A denúncia de crimes eleitorais de Cunha Lima e seu vice, porém, já passou dos dois anos, datando da campanha de 2006. Como complemento da cadência do Judiciário, o mesmo TSE praticou uma marcha a ré malabarística e concedeu ao governador o proveitoso direito de continuar exercendo o mandato que não tem.Proveito, a rigor, apenas em parte. Muito do que ainda poderia ser proveitoso o foi, a jato, no estreito tempo entre a sentença de cassação e a data, presumida pelo governador e pela Assembléia Legislativa, para a devolução do cargo.
A qual não houve, e é incerto que um dia ocorra, porque o TSE decidiu-se, com dois votos contra, pela espera da tramitação de um futuro recurso de Cunha Lima e seu vice. O que sugeriu ao ministro Eros Grau, no TSE mesmo, este comentário: "Estou começando a aprender que a Justiça Eleitoral é muito criativa e, às vezes, passa por cima das regras do processo".

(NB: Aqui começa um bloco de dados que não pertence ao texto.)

//! Ordered token collection

use super::record::TokenRecord;
use super::value::has_reference_delimiter;
use serde::ser::{Serialize, SerializeMap, Serializer};
use std::collections::HashMap;

/// Token records keyed by dotted path, in source traversal order
///
/// Iteration order is the order in which keys were first inserted. Inserting a record whose key
/// already exists replaces it in place, so a later source document can override an earlier one
/// without moving the token in the style-sheet output.
#[derive(Debug, Clone, Default)]
pub struct TokenSet {
    records: Vec<TokenRecord>,
    index: HashMap<String, usize>,
}

impl TokenSet {
    pub fn new() -> Self {
        Self::default()
    }

    /// Insert a record, returning the one it replaced (if any)
    pub fn insert(&mut self, record: TokenRecord) -> Option<TokenRecord> {
        let key = record.key();
        match self.index.get(&key) {
            Some(&position) => Some(std::mem::replace(&mut self.records[position], record)),
            None => {
                self.index.insert(key, self.records.len());
                self.records.push(record);
                None
            }
        }
    }

    /// Look up a record by its dotted key
    pub fn get(&self, key: &str) -> Option<&TokenRecord> {
        self.index.get(key).map(|&position| &self.records[position])
    }

    pub fn len(&self) -> usize {
        self.records.len()
    }

    pub fn is_empty(&self) -> bool {
        self.records.is_empty()
    }

    pub fn iter(&self) -> std::slice::Iter<'_, TokenRecord> {
        self.records.iter()
    }

    /// Dotted keys in iteration order
    pub fn keys(&self) -> impl Iterator<Item = String> + '_ {
        self.records.iter().map(TokenRecord::key)
    }

    /// Whether any string value still contains the reference-open delimiter
    pub fn has_reference_delimiters(&self) -> bool {
        self.records
            .iter()
            .any(|record| has_reference_delimiter(&record.value))
    }
}

impl PartialEq for TokenSet {
    fn eq(&self, other: &Self) -> bool {
        self.records == other.records
    }
}

impl FromIterator<TokenRecord> for TokenSet {
    fn from_iter<T: IntoIterator<Item = TokenRecord>>(iter: T) -> Self {
        let mut set = TokenSet::new();
        for record in iter {
            set.insert(record);
        }
        set
    }
}

impl<'a> IntoIterator for &'a TokenSet {
    type Item = &'a TokenRecord;
    type IntoIter = std::slice::Iter<'a, TokenRecord>;

    fn into_iter(self) -> Self::IntoIter {
        self.iter()
    }
}

/// Serializes as a JSON object keyed by dotted path, preserving order
impl Serialize for TokenSet {
    fn serialize<S: Serializer>(&self, serializer: S) -> Result<S::Ok, S::Error> {
        let mut map = serializer.serialize_map(Some(self.records.len()))?;
        for record in &self.records {
            map.serialize_entry(&record.key(), record)?;
        }
        map.end()
    }
}
//! Target artifacts for resolved design tokens
//!
//!     This crate renders a resolved token collection into the text of each target artifact. Every
//!     target is a format behind the same trait, so the CLI (and tests) pick them by name.
//!
//! Architecture
//!
//!     - Format trait: uniform interface for all targets (name, extension, serialize)
//!     - FormatRegistry: discovery and selection of formats by name
//!     - Format implementations: one module per target
//!
//!     This is a pure lib: it never touches the file system, the environment or stdout. Choosing
//!     where an artifact goes and creating its directory is the caller's job.
//!
//!     The file structure :
//!     .
//!     ├── error.rs
//!     ├── format.rs               # Format trait definition
//!     ├── registry.rs             # FormatRegistry for discovery and selection
//!     ├── formats
//!     │   ├── css                 # `:root { --color-brand: rgb(...); }`
//!     │   ├── dart                # `class AppTokens { static const Color ... }`
//!     │   └── json                # resolved tokens, for inspection
//!     ├── lib.rs
//!
//! Coercion
//!
//!     Emitters never fail on a token value. Parsing colors, numeric prefixes and integer weights
//!     is shared through swatch_core::swatch::coercion; each format only decides the spelling and
//!     the fallback. Unresolved reference text reaches the formats as an ordinary string.
//!
//! Identifier collisions
//!
//!     Different paths can sanitize to the same identifier (`a.b` and `a-b` both become `--a-b`).
//!     Both declarations are emitted in collection order, so the later one wins wherever the
//!     artifact is consumed.

pub mod error;
pub mod format;
pub mod formats;
pub mod registry;

pub use error::FormatError;
pub use format::Format;
pub use registry::FormatRegistry;
//! Format implementations
//!
//! One module per target artifact. Each renders a resolved [`TokenSet`] into text and never fails
//! on a token value.
//!
//! [`TokenSet`]: swatch_core::swatch::TokenSet

pub mod css;
pub mod dart;
pub mod json;

pub use css::CssFormat;
pub use dart::{DartFormat, DartOptions};
pub use json::JsonFormat;
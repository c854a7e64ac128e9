//! Per-type literal coercion
//!
//! Emitters turn resolved token text into target literals. The parsing half of that work is the
//! same for every target and lives here; the emitters only decide how the parsed value is spelled.
//!
//! | type       | parsed as                                        | fallback        |
//! |------------|--------------------------------------------------|-----------------|
//! | color      | [`Rgba::parse`]                                  | target specific |
//! | dimension  | leading `-?\d+(\.\d+)?` prefix (`12px` → 12)     | `0`             |
//! | fontWeight | leading base-10 integer (`600`, ` 700`, `500.5`) | `400`           |
//!
//! Fallbacks never fail the run; [`coercion_diagnostics`] reports where they kick in.

use crate::swatch::color::Rgba;
use crate::swatch::diagnostics::{Diagnostic, Diagnostics};
use crate::swatch::token::value::display_text;
use crate::swatch::token::{TokenSet, TokenType};
use once_cell::sync::Lazy;
use regex::Regex;

/// Value used when a dimension has no numeric prefix
pub const DEFAULT_DIMENSION: f64 = 0.0;

/// Value used when a font weight has no integer prefix
pub const DEFAULT_FONT_WEIGHT: i64 = 400;

static LEADING_NUMBER: Lazy<Regex> = Lazy::new(|| Regex::new(r"^-?\d+(\.\d+)?").unwrap());
static LEADING_INTEGER: Lazy<Regex> = Lazy::new(|| Regex::new(r"^\s*([+-]?\d+)").unwrap());
static UNITLESS_NUMBER: Lazy<Regex> = Lazy::new(|| Regex::new(r"^\d+(\.\d+)?$").unwrap());

/// Leading numeric prefix of a dimension (`"1.5rem"` → 1.5)
///
/// A prefix too large for `f64` counts as no number at all.
pub fn dimension_number(text: &str) -> Option<f64> {
    LEADING_NUMBER
        .find(text)
        .and_then(|number| number.as_str().parse::<f64>().ok())
        .filter(|number| number.is_finite())
}

/// Leading integer of a font weight (`"600"` → 600, `"bold"` → None)
pub fn font_weight(text: &str) -> Option<i64> {
    LEADING_INTEGER
        .captures(text)
        .and_then(|captures| captures[1].parse().ok())
}

/// Whether a dimension is a bare number that needs a unit appended
pub fn is_unitless_number(text: &str) -> bool {
    UNITLESS_NUMBER.is_match(text)
}

/// Parsed color, if the text is one
pub fn color(text: &str) -> Option<Rgba> {
    Rgba::parse(text)
}

/// One `unrepresentable-value` diagnostic per record whose value falls back to a default
pub fn coercion_diagnostics(tokens: &TokenSet) -> Vec<Diagnostic> {
    let mut diagnostics = Diagnostics::new();
    for record in tokens {
        let text = display_text(&record.value);
        let problem = match record.token_type {
            TokenType::Color if color(&text).is_none() => {
                Some(format!("'{}' is not a color; using black", text))
            }
            TokenType::Dimension if dimension_number(&text).is_none() => Some(format!(
                "'{}' has no numeric value; using {}",
                text, DEFAULT_DIMENSION
            )),
            TokenType::FontWeight if font_weight(&text).is_none() => Some(format!(
                "'{}' is not an integer weight; using {}",
                text, DEFAULT_FONT_WEIGHT
            )),
            _ => None,
        };
        if let Some(message) = problem {
            diagnostics.push(Diagnostic::unrepresentable(&record.key(), message));
        }
    }
    diagnostics.into_vec()
}

#[cfg(test)]
mod tests {
    use super::*;
    use crate::swatch::token::TokenRecord;
    use rstest::rstest;
    use serde_json::json;

    #[rstest]
    #[case("12", Some(12.0))]
    #[case("12px", Some(12.0))]
    #[case("1.5rem", Some(1.5))]
    #[case("-4px", Some(-4.0))]
    #[case("0.125", Some(0.125))]
    #[case("12.px", Some(12.0))]
    #[case(".5rem", None)]
    #[case("+4px", None)]
    #[case("auto", None)]
    #[case("{space.sm}", None)]
    #[case("", None)]
    fn test_dimension_number(#[case] input: &str, #[case] expected: Option<f64>) {
        assert_eq!(dimension_number(input), expected);
    }

    #[test]
    fn test_dimension_number_overflow() {
        let huge = format!("{}px", "9".repeat(400));
        assert_eq!(dimension_number(&huge), None);
        assert_eq!(dimension_number(&format!("-{}", "9".repeat(400))), None);
    }

    #[rstest]
    #[case("600", Some(600))]
    #[case(" 700", Some(700))]
    #[case("-100", Some(-100))]
    #[case("500.5", Some(500))]
    #[case("300px", Some(300))]
    #[case("0", Some(0))]
    #[case("bold", None)]
    #[case("", None)]
    #[case("99999999999999999999999", None)]
    fn test_font_weight(#[case] input: &str, #[case] expected: Option<i64>) {
        assert_eq!(font_weight(input), expected);
    }

    #[rstest]
    #[case("12", true)]
    #[case("12.5", true)]
    #[case("12px", false)]
    #[case("-12", false)]
    #[case("1.", false)]
    #[case("", false)]
    fn test_is_unitless_number(#[case] input: &str, #[case] expected: bool) {
        assert_eq!(is_unitless_number(input), expected);
    }

    #[test]
    fn test_coercion_diagnostics() {
        let tokens: TokenSet = vec![
            TokenRecord::new(vec!["ok".into()], TokenType::Color, json!("#fff")),
            TokenRecord::new(vec!["bad".into(), "color".into()], TokenType::Color, json!("{missing}")),
            TokenRecord::new(vec!["bad".into(), "size".into()], TokenType::Dimension, json!("auto")),
            TokenRecord::new(vec!["bad".into(), "weight".into()], TokenType::FontWeight, json!("bold")),
            TokenRecord::new(vec!["huge".into()], TokenType::Dimension, json!("9".repeat(400))),
            TokenRecord::new(vec!["weight".into()], TokenType::FontWeight, json!(600)),
            TokenRecord::new(vec!["label".into()], TokenType::String, json!("anything")),
        ]
        .into_iter()
        .collect();

        let diagnostics = coercion_diagnostics(&tokens);
        let keys: Vec<_> = diagnostics.iter().map(|d| d.key.as_str()).collect();
        assert_eq!(keys, vec!["bad.color", "bad.size", "bad.weight", "huge"]);
        assert_eq!(
            diagnostics[1].message,
            "'auto' has no numeric value; using 0"
        );
    }
}
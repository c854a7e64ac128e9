//! Token types and shape-based type inference

use once_cell::sync::Lazy;
use regex::Regex;
use serde::{Serialize, Serializer};
use serde_json::Value;
use std::fmt;

static ALL_DIGITS: Lazy<Regex> = Lazy::new(|| Regex::new(r"^[0-9]+$").unwrap());

/// The kind of value a token holds
///
/// The five well-known kinds drive per-target literal coercion. Any other explicit type name in
/// the source is preserved as [`TokenType::Other`] and emitted like a plain string.
#[derive(Debug, Clone, PartialEq, Eq, Hash)]
pub enum TokenType {
    Color,
    Dimension,
    FontFamily,
    FontWeight,
    String,
    Other(String),
}

impl TokenType {
    /// Map an explicit `$type`/`type` name onto a token type
    pub fn from_name(name: &str) -> Self {
        match name {
            "color" => TokenType::Color,
            "dimension" => TokenType::Dimension,
            "fontFamily" => TokenType::FontFamily,
            "fontWeight" => TokenType::FontWeight,
            "string" => TokenType::String,
            other => TokenType::Other(other.to_string()),
        }
    }

    /// Infer a type from the shape of an untyped value
    ///
    /// Only strings are inspected, in this order:
    /// - starts with `#` → color
    /// - contains `px` or `rem` → dimension
    /// - all digits → fontWeight
    ///
    /// Everything else, including non-string values, is a string token.
    pub fn infer(value: &Value) -> Self {
        let Value::String(text) = value else {
            return TokenType::String;
        };
        if text.starts_with('#') {
            TokenType::Color
        } else if text.contains("px") || text.contains("rem") {
            TokenType::Dimension
        } else if ALL_DIGITS.is_match(text) {
            TokenType::FontWeight
        } else {
            TokenType::String
        }
    }

    pub fn as_str(&self) -> &str {
        match self {
            TokenType::Color => "color",
            TokenType::Dimension => "dimension",
            TokenType::FontFamily => "fontFamily",
            TokenType::FontWeight => "fontWeight",
            TokenType::String => "string",
            TokenType::Other(name) => name,
        }
    }
}

impl fmt::Display for TokenType {
    fn fmt(&self, f: &mut fmt::Formatter<'_>) -> fmt::Result {
        write!(f, "{}", self.as_str())
    }
}

impl Serialize for TokenType {
    fn serialize<S: Serializer>(&self, serializer: S) -> Result<S::Ok, S::Error> {
        serializer.serialize_str(self.as_str())
    }
}
//! Reference syntax

use once_cell::sync::Lazy;
use regex::Regex;

/// `{dotted.path}` occurrence; group 1 is the path
pub static REFERENCE: Lazy<Regex> = Lazy::new(|| Regex::new(r"\{([^}]+)\}").unwrap());

/// Paths referenced by `text`, in order of occurrence (repeats included)
pub fn reference_targets(text: &str) -> impl Iterator<Item = &str> {
    REFERENCE
        .captures_iter(text)
        .filter_map(|captures| captures.get(1))
        .map(|target| target.as_str())
}

#[cfg(test)]
mod tests {
    use super::*;

    #[test]
    fn test_single_reference() {
        assert_eq!(reference_targets("{b.c}").collect::<Vec<_>>(), vec!["b.c"]);
    }

    #[test]
    fn test_interleaved_references() {
        let targets: Vec<_> = reference_targets("{space.sm} solid {color.border}").collect();
        assert_eq!(targets, vec!["space.sm", "color.border"]);
    }

    #[test]
    fn test_no_references() {
        assert_eq!(reference_targets("16px").count(), 0);
        assert_eq!(reference_targets("{}").count(), 0);
        assert_eq!(reference_targets("{unterminated").count(), 0);
    }

    #[test]
    fn test_nested_braces_capture_inner_open() {
        assert_eq!(reference_targets("{{a}}").collect::<Vec<_>>(), vec!["{a"]);
    }
}
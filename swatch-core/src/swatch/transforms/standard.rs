//! Standard transform definitions
//!
//! Pre-built pipelines over raw [`Source`]s, defined as statics with `once_cell::sync::Lazy`.

use crate::swatch::loader::Source;
use crate::swatch::resolution::Resolution;
use crate::swatch::transforms::stages::{Flattening, Normalization, Parsing, Resolving};
use crate::swatch::transforms::Transform;
use once_cell::sync::Lazy;

/// Sources → resolved tokens and diagnostics
///
/// This is the standard transform for producing artifacts.
pub static TO_RESOLVED: Lazy<Transform<Vec<Source>, Resolution>> = Lazy::new(|| {
    Transform::new(Parsing)
        .then(Normalization)
        .then(Flattening)
        .then(Resolving)
});
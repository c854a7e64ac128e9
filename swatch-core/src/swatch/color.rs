//! CSS color model
//!
//! Color tokens arrive in whatever notation designers typed: `#4F46E5`, `#fff8`, `rgb(79 70 229)`,
//! `hsla(243, 75%, 59%, .5)`, `rebeccapurple`. Parsing is delegated to `csscolorparser`, which
//! accepts all CSS color notations (hex with or without `#`, the functional forms, named colors
//! and `transparent`). [`Rgba`] pins the result to 8-bit channels and renders the two target
//! notations:
//!
//! - [`Rgba::to_rgb_string`] → `rgb(79, 70, 229)` / `rgba(79, 70, 229, 0.5)` for style sheets
//! - [`Rgba::to_argb_hex`] → `0xFF4F46E5` for typed containers

use std::fmt;

/// An sRGB color with 8-bit channels and fractional alpha
#[derive(Debug, Clone, Copy, PartialEq)]
pub struct Rgba {
    pub r: u8,
    pub g: u8,
    pub b: u8,
    /// 0.0 (transparent) ..= 1.0 (opaque)
    pub a: f64,
}

impl Rgba {
    pub const BLACK: Rgba = Rgba::opaque(0, 0, 0);

    pub const fn opaque(r: u8, g: u8, b: u8) -> Self {
        Rgba { r, g, b, a: 1.0 }
    }

    /// Parse CSS color text; `None` when the text is not a color
    ///
    /// Channels are clamped to 0..=255 and alpha to 0..=1.
    pub fn parse(text: &str) -> Option<Self> {
        let text = text.trim();
        if text.is_empty() {
            return None;
        }
        let color = csscolorparser::parse(&text.to_ascii_lowercase()).ok()?;
        let [r, g, b, _] = color.to_rgba8();
        let a = f64::from(color.a);
        Some(Rgba {
            r,
            g,
            b,
            a: if a.is_nan() { 1.0 } else { a.clamp(0.0, 1.0) },
        })
    }

    /// Alpha rounded to two decimals, as shown in `rgba()`
    pub fn display_alpha(&self) -> f64 {
        (self.a * 100.0).round() / 100.0
    }

    /// `rgb(r, g, b)` when opaque, `rgba(r, g, b, a)` otherwise
    pub fn to_rgb_string(&self) -> String {
        if self.a == 1.0 {
            format!("rgb({}, {}, {})", self.r, self.g, self.b)
        } else {
            format!(
                "rgba({}, {}, {}, {})",
                self.r,
                self.g,
                self.b,
                self.display_alpha()
            )
        }
    }

    /// Upper-case `RRGGBBAA`
    pub fn to_hex8(&self) -> String {
        format!(
            "{:02X}{:02X}{:02X}{:02X}",
            self.r,
            self.g,
            self.b,
            alpha_byte(self.a)
        )
    }

    /// `0xAARRGGBB`: the `RRGGBBAA` form with the alpha byte group moved to the front
    pub fn to_argb_hex(&self) -> String {
        let hex8 = self.to_hex8();
        format!("0x{}{}", &hex8[6..], &hex8[..6])
    }
}

impl fmt::Display for Rgba {
    fn fmt(&self, f: &mut fmt::Formatter<'_>) -> fmt::Result {
        write!(f, "{}", self.to_rgb_string())
    }
}

fn alpha_byte(alpha: f64) -> u8 {
    (alpha.clamp(0.0, 1.0) * 255.0).round() as u8
}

A morosidade do Congresso não é só morosidade. É irresponsabilidade, é leviandade, é o jogo de interesses decorrente da política como profissão, um modo de existir de costas para o país. A morosidade do Judiciário tem outras causas, muitas. Às quais dificilmente faltaria, estando nós onde estamos, a companhia de eventuais desprezos à ética (estão aí um ministro de tribunal superior e ao menos dois desembargadores processados por formação de quadrilha, retardamento de processos e venda de sentenças). Mas a morosidade do Judiciário não é menos danosa, nem menos relegada, do que a lerdeza parlamentar.As denúncias judiciais e, se evoluem, os processos contra políticos têm como componente invariável, e mais forte do que os elementos judiciais, o escorrer do tempo.
As recentes eleições municipais produziram numerosos processos contra prefeitos eleitos. A sua posse já é autorizada, no entanto, até que haja a última sentença no último recurso do acusado à última instância. Amazonino Mendes, prefeito eleito de Manaus, teve cassado anteontem, pelo TRE do Amazonas, o futuro mandato. Na prática, sabe que nada deverá mudar por bom tempo, empossa-se e governa à espera de que o processo chegue ao final, não se sabe quando.
Ao ser cassado e meio descassado pelo TSE, Cunha Lima já carregava duas condenações na Justiça Eleitoral da própria Paraíba. E assim exercia o poder maior sobre todo o Estado.Dessa realidade já tão idosa e sempre intocada, sobressai a evidência de que o crime eleitoral, se der a vitória na aritmética da apuração, é garantia de exercício do mandato, por bom tempo e às vezes por todo o tempo, com uso e abuso de todos os poderes dos eleitos legitimamente. Uma realidade corriqueira no Brasil, renovada a cada dois anos com eleições de prefeitos e de governadores.